- [What is expected]: Answer with a number only: how many lines of the entries below contain the word "reset"?

Source records
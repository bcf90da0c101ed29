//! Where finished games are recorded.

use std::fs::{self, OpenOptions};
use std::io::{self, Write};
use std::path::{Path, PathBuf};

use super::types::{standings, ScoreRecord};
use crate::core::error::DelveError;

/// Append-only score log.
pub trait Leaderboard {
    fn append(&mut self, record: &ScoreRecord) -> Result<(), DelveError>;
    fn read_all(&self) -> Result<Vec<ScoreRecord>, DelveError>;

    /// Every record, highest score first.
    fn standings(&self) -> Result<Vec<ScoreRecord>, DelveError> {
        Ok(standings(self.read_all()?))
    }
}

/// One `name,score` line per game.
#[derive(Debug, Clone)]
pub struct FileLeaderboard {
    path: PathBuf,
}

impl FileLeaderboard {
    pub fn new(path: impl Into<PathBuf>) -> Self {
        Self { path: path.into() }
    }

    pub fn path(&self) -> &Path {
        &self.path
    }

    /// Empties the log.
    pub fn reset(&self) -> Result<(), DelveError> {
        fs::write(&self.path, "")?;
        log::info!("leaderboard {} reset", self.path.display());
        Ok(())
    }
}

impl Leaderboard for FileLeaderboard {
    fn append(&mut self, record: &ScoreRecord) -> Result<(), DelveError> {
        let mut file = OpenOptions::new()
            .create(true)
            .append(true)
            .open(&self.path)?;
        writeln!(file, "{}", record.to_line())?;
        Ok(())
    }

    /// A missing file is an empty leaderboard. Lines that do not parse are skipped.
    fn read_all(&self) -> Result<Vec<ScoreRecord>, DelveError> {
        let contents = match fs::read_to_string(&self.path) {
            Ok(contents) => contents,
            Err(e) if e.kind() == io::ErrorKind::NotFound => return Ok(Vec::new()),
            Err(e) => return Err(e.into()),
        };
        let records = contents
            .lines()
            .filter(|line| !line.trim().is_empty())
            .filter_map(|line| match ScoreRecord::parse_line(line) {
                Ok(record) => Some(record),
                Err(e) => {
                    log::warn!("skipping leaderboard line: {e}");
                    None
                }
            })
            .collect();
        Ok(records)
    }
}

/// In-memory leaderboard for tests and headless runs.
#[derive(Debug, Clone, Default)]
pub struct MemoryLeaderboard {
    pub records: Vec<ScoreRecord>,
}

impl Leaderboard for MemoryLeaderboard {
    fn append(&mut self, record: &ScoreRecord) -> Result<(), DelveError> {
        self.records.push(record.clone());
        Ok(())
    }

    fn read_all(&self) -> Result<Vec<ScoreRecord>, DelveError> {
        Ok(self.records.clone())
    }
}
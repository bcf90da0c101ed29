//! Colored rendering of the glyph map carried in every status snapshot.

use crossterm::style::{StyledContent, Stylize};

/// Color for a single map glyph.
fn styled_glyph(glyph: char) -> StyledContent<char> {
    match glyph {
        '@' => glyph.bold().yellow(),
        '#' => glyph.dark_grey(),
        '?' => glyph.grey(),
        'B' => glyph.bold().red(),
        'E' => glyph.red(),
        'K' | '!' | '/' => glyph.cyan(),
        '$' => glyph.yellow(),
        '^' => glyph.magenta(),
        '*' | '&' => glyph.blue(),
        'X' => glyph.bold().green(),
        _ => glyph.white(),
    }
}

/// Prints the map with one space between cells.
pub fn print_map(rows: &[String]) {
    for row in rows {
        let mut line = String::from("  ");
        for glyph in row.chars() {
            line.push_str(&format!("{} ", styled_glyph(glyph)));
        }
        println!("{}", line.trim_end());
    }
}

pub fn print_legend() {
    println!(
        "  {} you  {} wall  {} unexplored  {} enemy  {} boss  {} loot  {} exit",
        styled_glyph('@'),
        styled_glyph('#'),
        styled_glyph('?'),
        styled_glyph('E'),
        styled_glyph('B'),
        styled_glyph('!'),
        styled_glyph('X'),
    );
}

- [Response to this task]: 2